According to the lawsuit, Lopez arrived at work on May 19 and spoke with her supervisor about work-related matters, who did not mention that there would be a drill that day.

At around 9:30 a.m., she heard three bangs on her door and saw Dave Vankat, the chief community engagement officer for Catholic Charities, knocking on her window and yelling for her to leave.

Lopez saw Bartels, who appeared to be frightened, running towards an exit, and when she asked for an explanation, neither Bartels nor Vankat responded.

Feeling panicked, Lopez followed Bartels and another employee to a vestibule door, where she asked what was happening, and Bartels replied that it was a shooting.

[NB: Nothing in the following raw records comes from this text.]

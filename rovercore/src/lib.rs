//! Reactive exploration controller and dead-reckoning pose tracking for a
//! three-wheel robot with an IR obstacle flag and a charging dock.

pub mod config;
pub mod error;
pub mod estimate;
pub mod explore;
pub mod odometry;
pub mod robot;
mod utils;

pub use config::RoverConfig;
pub use error::{ExploreError, RobotError};
pub use estimate::{Displacement, Pose, PoseTracker};
pub use explore::{ExplorationState, Explorer};
pub use odometry::{EncoderSample, Odometer, WheelReading};
pub use robot::{DriveDirection, RandomSampler, Robot, RotateDirection, UniformSampler};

Lopez then heard three gunshots, and although Omaha police found 9mm blank casings at the scene, they did not take Channels’ firearm as they did not have enough probable cause to arrest him that day.

As Lopez exited the building, she saw a woman whom she recognized as a fellow employee lying on the ground with her eyes closed and what appeared to be blood on her hand.

Uncertain whether to help the injured woman, who she later discovered was an actor, Lopez hesitated. But when she saw Bartels and the other employee running across the street, she too fled. Concerned that her bright pink shirt would make her an easy target, Lopez chose a different route and jumped from a retaining wall near a dumpster to hide.

She then ran to a nearby coffee shop and waited for her son to pick her up. When her son contacted her supervisor to inform them that Lopez was safe but terrified, the supervisor informed him that the shooting was a safety drill.

According to a lawsuit, Denise Bartels, a supervisor at Catholic Charities, and Dave Vankat participated in a staged active shooter drill without informing all employees.

When Lopez’s son questioned why they didn’t tell his mother that it was a drill, the supervisor said they wanted to observe people’s reactions. The lawsuit alleges that Bartels and Vankat knew about the drill in advance and acted out their roles to terrify Sandra Lopez and other employees who were not warned about the planned drill.

While at least three other employees claimed they were unaware of the drill’s realism, Tom White, Lopez’s lawyer, argued that her situation falls outside of Nebraska Workers’ Compensation Court and filed the lawsuit in Douglas County District Court.

Catholic Charities’ attorney, Heather Veik, has filed a motion to dismiss the case, claiming that it belongs in workers’ compensation court. White contends that Catholic Charities intentionally caused harm to Lopez by holding an active shooter drill without informing certain employees, and this could have serious implications for workers’ rights in Nebraska.

White cited a 2013 Nebraska Supreme Court decision in which an employer was found to be willfully negligent but did not intend for a worker to die. He argues that this ruling did not establish an employer’s civil liabilities if their actions were intended to cause harm, as Catholic Charities’ actions allegedly were.

According to White, there is a distinction between intentionally doing something wrong and intentionally intending the resulting harm. He argues that if an employer can intentionally harm an employee, they may be protected by the limitations of workers’ compensation, which raises concerns about an employer’s civil liabilities.

White contends that the situation Catholic Charities subjected Lopez to is distinct from the grain bin incident, and he believes that a jury should examine the matter. He asserts that workers’ compensation court is more appropriate for physical injuries, not the mental and emotional distress that Lopez endured.

White argues that Catholic Charities intended to create fear in Lopez’s mind that she could be shot, and he alleges that they specifically intended to terrorize her.